| NEW YORK
NEW YORK The dollar posted steep losses against major currencies on Wednesday after the Federal Reserve raised interest rates as expected but signalled a more gradual pace of monetary tightening this year than many in the market anticipated.
The greenback fell to a five-week low against the euro, a four-week trough versus the Swiss franc and a two-week low against the yen and sterling.
The euro and Swiss franc added to gains against the dollar after initial exit polls released in the Netherlands' election showed Prime Minister Mark Rutte's VVD Party won the most seats in parliamentary elections.
The anti-Islam Party for Freedom of Geert Wilders won just 19 seats in the 150-seat house of representatives.
The euro rose to $1.0740 while the dollar fell to 0.9980 franc against the Swiss currency. The greenback also fell to its weakest in two weeks versus sterling.

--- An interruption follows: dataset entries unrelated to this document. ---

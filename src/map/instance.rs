use std::sync::atomic::{AtomicU64, Ordering};

use bevy::prelude::*;

use crate::geo::{Coordinate, Feature};

use super::interaction::{DrawInteraction, InteractionId};
use super::layer::{Layer, LayerId};
use super::view::MapView;

static NEXT_MAP_ID: AtomicU64 = AtomicU64::new(1);

/// Identity of a map instance, so consumers can tell a replacement apart.
#[derive(Debug, Clone, Copy, PartialEq, Eq, Hash)]
pub struct MapId(u64);

/// Handle returned by [`MapInstance::on_pointer_move`].
#[derive(Debug, Clone, Copy, PartialEq, Eq, Hash)]
pub struct ListenerKey(u64);

/// The live map: a view, its layers, its interactions and the pointer-move
/// subscribers.
///
/// Published as a resource once the host has created it, so consumers take it
/// as `Option<Res<MapInstance>>` and treat `None` as "not ready yet".
#[derive(Resource, Debug)]
pub struct MapInstance {
    id: MapId,
    view: MapView,
    target: Option<Entity>,
    layers: Vec<Layer>,
    interactions: Vec<DrawInteraction>,
    listeners: Vec<(ListenerKey, Vec<Coordinate>)>,
    next_listener: u64,
}

impl MapInstance {
    pub fn new(view: MapView) -> Self {
        Self {
            id: MapId(NEXT_MAP_ID.fetch_add(1, Ordering::Relaxed)),
            view,
            target: None,
            layers: Vec::new(),
            interactions: Vec::new(),
            listeners: Vec::new(),
            next_listener: 0,
        }
    }

    pub fn id(&self) -> MapId {
        self.id
    }

    pub fn view(&self) -> &MapView {
        &self.view
    }

    pub fn view_mut(&mut self) -> &mut MapView {
        &mut self.view
    }

    pub fn target(&self) -> Option<Entity> {
        self.target
    }

    /// Attach to (or with `None`, detach from) the viewport entity.
    pub fn set_target(&mut self, target: Option<Entity>) {
        match (self.target, target) {
            (_, Some(entity)) => info!("Map attached to viewport {:?}", entity),
            (Some(entity), None) => info!("Map detached from viewport {:?}", entity),
            (None, None) => {}
        }
        self.target = target;
    }

    // ------------------------------------------------------------------------
    // Layers
    // ------------------------------------------------------------------------

    /// Layers in insertion order.
    #[cfg(test)]
    pub fn layers(&self) -> &[Layer] {
        &self.layers
    }

    /// Layers in draw order: ascending z-index, insertion order within a tie.
    pub fn layers_by_z(&self) -> Vec<&Layer> {
        let mut layers: Vec<&Layer> = self.layers.iter().collect();
        layers.sort_by_key(|layer| layer.z_index);
        layers
    }

    pub fn has_layer(&self, id: LayerId) -> bool {
        self.layers.iter().any(|layer| layer.id() == id)
    }

    /// Returns false (and keeps the map unchanged) if the layer is already present.
    pub fn add_layer(&mut self, layer: Layer) -> bool {
        if self.has_layer(layer.id()) {
            warn!("Refusing to add {} twice", layer.id());
            return false;
        }
        debug!(
            "Added {} ({}) at z-index {}",
            layer.id(),
            layer.class_name(),
            layer.z_index
        );
        self.layers.push(layer);
        true
    }

    /// Detach a layer and hand it back to the caller.
    pub fn remove_layer(&mut self, id: LayerId) -> Option<Layer> {
        let index = self.layers.iter().position(|layer| layer.id() == id)?;
        let layer = self.layers.remove(index);
        debug!("Removed {} ({})", layer.id(), layer.class_name());
        Some(layer)
    }

    #[cfg(test)]
    pub fn find_layer_by_class_name(&self, class_name: &str) -> Option<&Layer> {
        self.layers
            .iter()
            .find(|layer| layer.class_name() == class_name)
    }

    pub fn find_layer_by_class_name_mut(&mut self, class_name: &str) -> Option<&mut Layer> {
        self.layers
            .iter_mut()
            .find(|layer| layer.class_name() == class_name)
    }

    // ------------------------------------------------------------------------
    // Interactions
    // ------------------------------------------------------------------------

    pub fn interactions(&self) -> &[DrawInteraction] {
        &self.interactions
    }

    pub fn has_interaction(&self, id: InteractionId) -> bool {
        self.interactions.iter().any(|i| i.id() == id)
    }

    pub fn add_interaction(&mut self, interaction: DrawInteraction) -> bool {
        if self.has_interaction(interaction.id()) {
            warn!("Refusing to add {} twice", interaction.id());
            return false;
        }
        debug!("Added {}", interaction.id());
        self.interactions.push(interaction);
        true
    }

    pub fn remove_interaction(&mut self, id: InteractionId) -> Option<DrawInteraction> {
        let index = self.interactions.iter().position(|i| i.id() == id)?;
        debug!("Removed {}", id);
        Some(self.interactions.remove(index))
    }

    pub fn interaction_mut(&mut self, id: InteractionId) -> Option<&mut DrawInteraction> {
        self.interactions.iter_mut().find(|i| i.id() == id)
    }

    // ------------------------------------------------------------------------
    // Pointer events
    // ------------------------------------------------------------------------

    /// Subscribe to pointer moves. Events queue up until taken with
    /// [`MapInstance::take_pointer_moves`].
    pub fn on_pointer_move(&mut self) -> ListenerKey {
        let key = ListenerKey(self.next_listener);
        self.next_listener += 1;
        self.listeners.push((key, Vec::new()));
        key
    }

    /// Unsubscribe. Events still queued for the key are dropped.
    pub fn un_pointer_move(&mut self, key: ListenerKey) -> bool {
        let before = self.listeners.len();
        self.listeners.retain(|(k, _)| *k != key);
        self.listeners.len() != before
    }

    #[cfg(test)]
    pub fn listener_count(&self) -> usize {
        self.listeners.len()
    }

    /// Deliver a pointer move to every interaction and listener. Ignored while
    /// the map has no target.
    pub fn dispatch_pointer_move(&mut self, coordinate: Coordinate) {
        if self.target.is_none() {
            return;
        }
        for interaction in &mut self.interactions {
            interaction.handle_pointer_move(coordinate);
        }
        for (_, queue) in &mut self.listeners {
            queue.push(coordinate);
        }
    }

    /// Queued pointer moves for `key`, in dispatch order. `None` once unsubscribed.
    pub fn take_pointer_moves(&mut self, key: ListenerKey) -> Option<Vec<Coordinate>> {
        self.listeners
            .iter_mut()
            .find(|(k, _)| *k == key)
            .map(|(_, queue)| std::mem::take(queue))
    }

    /// Deliver a click to every interaction, returning the features it finished.
    pub fn dispatch_click(&mut self, coordinate: Coordinate) -> Vec<Feature> {
        if self.target.is_none() {
            return Vec::new();
        }
        self.interactions
            .iter_mut()
            .filter_map(|interaction| interaction.handle_click(coordinate))
            .collect()
    }
}

#[cfg(test)]
mod tests {
    use super::*;
    use crate::map::interaction::{DrawCondition, DrawOptions, DrawType};
    use crate::map::tiles::TileGrid;

    fn attached_map() -> MapInstance {
        let mut map = MapInstance::new(MapView::new(Coordinate::default(), 16.0));
        map.set_target(Some(Entity::PLACEHOLDER));
        map
    }

    #[test]
    fn test_new_map_is_empty() {
        let center = Coordinate::new(1.0, 2.0);
        let map = MapInstance::new(MapView::new(center, 16.0));
        assert_eq!(map.view().center(), center);
        assert_eq!(map.view().zoom(), 16.0);
        assert!(map.layers().is_empty());
        assert!(map.interactions().is_empty());
        assert!(map.target().is_none());
    }

    #[test]
    fn test_instances_have_distinct_ids() {
        let a = MapInstance::new(MapView::new(Coordinate::default(), 16.0));
        let b = MapInstance::new(MapView::new(Coordinate::default(), 16.0));
        assert_ne!(a.id(), b.id());
    }

    #[test]
    fn test_layer_add_remove() {
        let mut map = attached_map();
        let layer = Layer::vector("lineLayer", Vec::new());
        let id = layer.id();
        assert!(map.add_layer(layer));
        assert!(map.find_layer_by_class_name("lineLayer").is_some());

        let removed = map.remove_layer(id).unwrap();
        assert_eq!(removed.id(), id);
        assert!(map.layers().is_empty());
        assert!(map.remove_layer(id).is_none());
    }

    #[test]
    fn test_removed_layer_can_be_added_again() {
        let mut map = attached_map();
        let layer = Layer::vector("a", Vec::new());
        let id = layer.id();
        assert!(map.add_layer(layer));
        let layer = map.remove_layer(id).unwrap();
        assert!(map.add_layer(layer));
        assert_eq!(map.layers().len(), 1);
    }

    #[test]
    fn test_layers_by_z_is_stable() {
        let mut map = attached_map();
        map.add_layer(Layer::vector("top", Vec::new()).with_z_index(5));
        map.add_layer(Layer::tile(TileGrid::default()));
        map.add_layer(Layer::vector("first", Vec::new()));
        let names: Vec<&str> = map.layers_by_z().iter().map(|l| l.class_name()).collect();
        assert_eq!(names, vec!["ol-layer", "first", "top"]);
    }

    #[test]
    fn test_interaction_add_remove() {
        let mut map = attached_map();
        let draw = DrawInteraction::new(DrawOptions::new(DrawType::LineString));
        let id = draw.id();
        assert!(map.add_interaction(draw));
        assert!(map.interaction_mut(id).is_some());
        assert!(map.remove_interaction(id).is_some());
        assert!(map.interactions().is_empty());
    }

    #[test]
    fn test_listeners_receive_moves_in_order() {
        let mut map = attached_map();
        let key = map.on_pointer_move();
        map.dispatch_pointer_move(Coordinate::new(1.0, 1.0));
        map.dispatch_pointer_move(Coordinate::new(2.0, 2.0));
        assert_eq!(
            map.take_pointer_moves(key),
            Some(vec![Coordinate::new(1.0, 1.0), Coordinate::new(2.0, 2.0)])
        );
        assert_eq!(map.take_pointer_moves(key), Some(Vec::new()));
    }

    #[test]
    fn test_unsubscribed_listener_gets_nothing() {
        let mut map = attached_map();
        let key = map.on_pointer_move();
        map.dispatch_pointer_move(Coordinate::new(1.0, 1.0));
        assert!(map.un_pointer_move(key));
        assert_eq!(map.listener_count(), 0);
        map.dispatch_pointer_move(Coordinate::new(2.0, 2.0));
        assert_eq!(map.take_pointer_moves(key), None);
        assert!(!map.un_pointer_move(key));
    }

    #[test]
    fn test_detached_map_dispatches_nothing() {
        let mut map = MapInstance::new(MapView::new(Coordinate::default(), 16.0));
        let key = map.on_pointer_move();
        map.dispatch_pointer_move(Coordinate::new(1.0, 1.0));
        assert_eq!(map.take_pointer_moves(key), Some(Vec::new()));
    }

    #[test]
    fn test_pointer_moves_reach_interactions() {
        let mut map = attached_map();
        let mut draw = DrawInteraction::new(
            DrawOptions::new(DrawType::LineString)
                .with_max_points(2)
                .with_condition(DrawCondition::Never),
        );
        draw.append_coordinates(&[Coordinate::default()]);
        let id = draw.id();
        map.add_interaction(draw);
        map.dispatch_pointer_move(Coordinate::new(5.0, 5.0));
        assert!(map.dispatch_click(Coordinate::new(5.0, 5.0)).is_empty());

        let features = map.interaction_mut(id).unwrap().sketch_features();
        assert_eq!(features[0].geometry().coordinates()[1], Coordinate::new(5.0, 5.0));
    }
}
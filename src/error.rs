//! Error type shared by every stage of CSV processing.
//!
//! Every failure is fatal to the current call. The `Display` output of each
//! variant is the exact diagnostic line written to stderr by the entry points.

use std::io;
use std::path::PathBuf;

use thiserror::Error;

/// Errors produced while selecting and filtering CSV text.
#[derive(Debug, Error)]
pub enum ProcessError {
    /// The filter-definition block was empty.
    #[error("Invalid filter: There is no filter, rowFilterDefinitions is empty")]
    EmptyFilter,

    /// A filter line did not have the `<column><comparator><value>` shape.
    #[error("Invalid filter: '{0}'")]
    MalformedFilter(String),

    /// A column named in the selection or in a filter is not in the header.
    #[error("Header '{0}' not found in CSV file/string")]
    UnknownColumn(String),

    /// The CSV file could not be read.
    #[error("Error opening CSV file")]
    FileOpen {
        path: PathBuf,
        #[source]
        source: io::Error,
    },

    /// A data row is too short for a referenced column.
    #[error("Row {line} has {fields} field(s), column index {index} is out of bounds")]
    RowShape {
        /// 1-based line number in the CSV text (the header is line 1).
        line: usize,
        index: usize,
        fields: usize,
    },
}

/// Result type for processing operations.
pub type ProcessResult<T> = Result<T, ProcessError>;
//! Column selection.
//!
//! Resolves a comma-separated list of column names into a [`SelectionPlan`].
//! The plan is always in header order, whatever order the names were given
//! in, and names listed twice are emitted once.

use log::debug;

use crate::error::{ProcessError, ProcessResult};
use crate::record::{Row, split_fields};

/// A header column and its position in the header.
#[derive(Debug, Clone, PartialEq, Eq)]
pub struct HeaderColumn {
    pub name: String,
    pub index: usize,
}

impl HeaderColumn {
    pub fn new(name: impl Into<String>, index: usize) -> Self {
        Self {
            name: name.into(),
            index,
        }
    }
}

/// Columns to emit, sorted by header position.
#[derive(Debug, Clone, PartialEq, Eq)]
pub struct SelectionPlan {
    columns: Vec<HeaderColumn>,
}

impl SelectionPlan {
    /// Every header column, in header order.
    pub fn all(header: &[String]) -> Self {
        let columns = header
            .iter()
            .enumerate()
            .map(|(index, name)| HeaderColumn::new(name.as_str(), index))
            .collect();
        Self { columns }
    }

    pub fn columns(&self) -> &[HeaderColumn] {
        &self.columns
    }

    pub fn len(&self) -> usize {
        self.columns.len()
    }

    pub fn is_empty(&self) -> bool {
        self.columns.is_empty()
    }

    /// Output header line (no terminator).
    pub fn header_line(&self) -> String {
        self.columns
            .iter()
            .map(|c| c.name.as_str())
            .collect::<Vec<_>>()
            .join(",")
    }

    /// Pick the planned fields out of `row`, in plan order.
    pub fn project(&self, row: &Row) -> ProcessResult<Row> {
        let fields = self
            .columns
            .iter()
            .map(|c| {
                row.get(c.index)
                    .map(str::to_string)
                    .ok_or_else(|| ProcessError::RowShape {
                        line: row.line(),
                        index: c.index,
                        fields: row.len(),
                    })
            })
            .collect::<ProcessResult<Vec<_>>>()?;
        Ok(Row::from_fields(row.line(), fields))
    }
}

/// Build the selection plan for `selected` (comma-separated names) over
/// `header`.
///
/// An empty `selected` means every column. Names are split like a CSV line,
/// so a trailing comma adds no name. Any name missing from the header
/// aborts the whole selection. When the header repeats a name, its first
/// position is used.
pub fn select_columns(header: &[String], selected: &str) -> ProcessResult<SelectionPlan> {
    if selected.is_empty() {
        return Ok(SelectionPlan::all(header));
    }

    let mut columns: Vec<HeaderColumn> = Vec::new();
    for name in split_fields(selected) {
        let index = header
            .iter()
            .position(|h| *h == name)
            .ok_or_else(|| ProcessError::UnknownColumn(name.clone()))?;
        if !columns.iter().any(|c| c.name == name) {
            columns.push(HeaderColumn::new(name, index));
        }
    }
    columns.sort_by_key(|c| c.index);

    debug!(
        "Selected {} of {} column(s): {:?}",
        columns.len(),
        header.len(),
        columns.iter().map(|c| c.index).collect::<Vec<_>>()
    );
    Ok(SelectionPlan { columns })
}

The election results in the Netherlands were additionally bullish for the euro because they likely reduced the odds anti-European Union candidate Marine Le Pen would win in France, said Deutsche Bank's director of foreign-exchange strategy Sebastien Galy.
"As the so called populist wave hits a door in the Netherlands, the odds of Marine Le Pen's winning the second round dropped," he said in a note to clients.
The Fed on Wednesday lifted the target overnight interest rate by 25 basis points to a range of 0.75 percent to 1.00 percent.
But further rate increases would only be "gradual," the Fed said in its policy statement, with officials sticking to their outlook for two more rate hikes this year and three more in 2018. The Fed lifted rates once in 2016.
Prior to the Fed's decision, investors had been pricing in at least four rate hikes this year.
"In largely sticking with its previous median interest rate projections, the Federal Reserve expressed a lack of conviction in the economic relief rally that has lifted global financial markets to historic levels," said Karl Schamotta, director of global product and market strategy at Cambridge Global Payments in Toronto.
"After a massive buildup in long positions earlier this week, currencies are in full reversal mode, with the dollar falling aggressively."
The dollar index fell to a one-month low and was last at 100.560 , down 1.1 percent.